Talvez a era “pós-moderna” seja, por assim dizer, a era das máscaras individuais e coletivas. As individuais para evitar o sofrimento maior de precisarmos tomar conhecimento do horror perpetrado pela própria dinâmica do progresso capitalista democrático. Dinâmica esta que já foi muito bem retratada por autores díspares como o filósofo ateu John Gray, e sua crítica da busca da humanidade pela imortalidade através do avanço da ciência [2], e o filósofo humanista camaronês Achille Mbembe [3], e sua crítica de “carbonização” do mundo pelas forças capitalistas. A grande diferença entre ambos, no particular, é que enquanto o primeiro não parecer nutrir maiores expectativas em relação ao futuro da humanidade - dado o já avançado grau de virtualização da vida social do animal humano -, o segundo ainda mantém esperanças numa possível correção de rota da história, especialmente através da nossa volta para casa, ou melhor, do resgate dos valores africanos em relação a nossa interação com a natureza.
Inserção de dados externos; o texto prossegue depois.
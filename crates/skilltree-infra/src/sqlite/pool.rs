//! Database pool with split reader/writer connections in WAL mode.
//!
//! SQLite allows a single writer. Reads go through a small multi-connection
//! pool; every INSERT/UPDATE/DELETE goes through a one-connection writer pool.

use std::path::Path;
use std::str::FromStr;
use std::time::Duration;

use sqlx::sqlite::{SqliteConnectOptions, SqliteJournalMode, SqlitePool, SqlitePoolOptions};

/// File name of the skill database inside the data directory.
pub const DATABASE_FILE: &str = "skilltree.db";

/// Split read/write pool for SQLite with WAL mode.
#[derive(Clone)]
pub struct DatabasePool {
    pub reader: SqlitePool,
    pub writer: SqlitePool,
}

impl DatabasePool {
    /// Open (creating if needed) the database and run pending migrations on
    /// the writer before the reader pool is opened.
    pub async fn new(database_url: &str) -> Result<Self, sqlx::Error> {
        let base_opts = SqliteConnectOptions::from_str(database_url)?
            .journal_mode(SqliteJournalMode::Wal)
            .foreign_keys(true)
            .busy_timeout(Duration::from_secs(5))
            .create_if_missing(true);

        let read_opts = base_opts.clone().read_only(true);

        let writer = SqlitePoolOptions::new()
            .max_connections(1)
            .connect_with(base_opts)
            .await?;

        sqlx::migrate!("../../migrations").run(&writer).await?;

        let reader = SqlitePoolOptions::new()
            .max_connections(8)
            .connect_with(read_opts)
            .await?;

        tracing::debug!(url = database_url, "database pool ready");
        Ok(Self { reader, writer })
    }
}

/// `sqlite://` URL for the skill database under `data_dir`.
pub fn database_url(data_dir: &Path) -> String {
    format!("sqlite://{}?mode=rwc", data_dir.join(DATABASE_FILE).display())
}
Contudo, as máscaras individuais fazem cada vez menos sentido em relação as novas máscaras coletivas do século XXI. Com efeito, se os rostos, e por tabela os corpos, passaram a ser as máscaras na nova normalidade de pessoas cujas vidas se tornaram indefinidas, efêmeras e fetichistas, então podemos ser o que as nossas vidas precisarem, de acordo com as nossas vontades e permanências . Mas quem será o herói que chamará para si a responsabilidade pelos horrores praticados por uma sociedade que já não se reconhece mais como espécie? Na vida real não existe o “Batman”, capaz de ser o que nós precisamos que ele seja. Mas existem muitos “Coringas”, ou seja, muitos sujeitos capazes de fazer enlouquecer a maioria das pessoas ditas normais, como a personagem “Harvey Dent” da citada trilogia.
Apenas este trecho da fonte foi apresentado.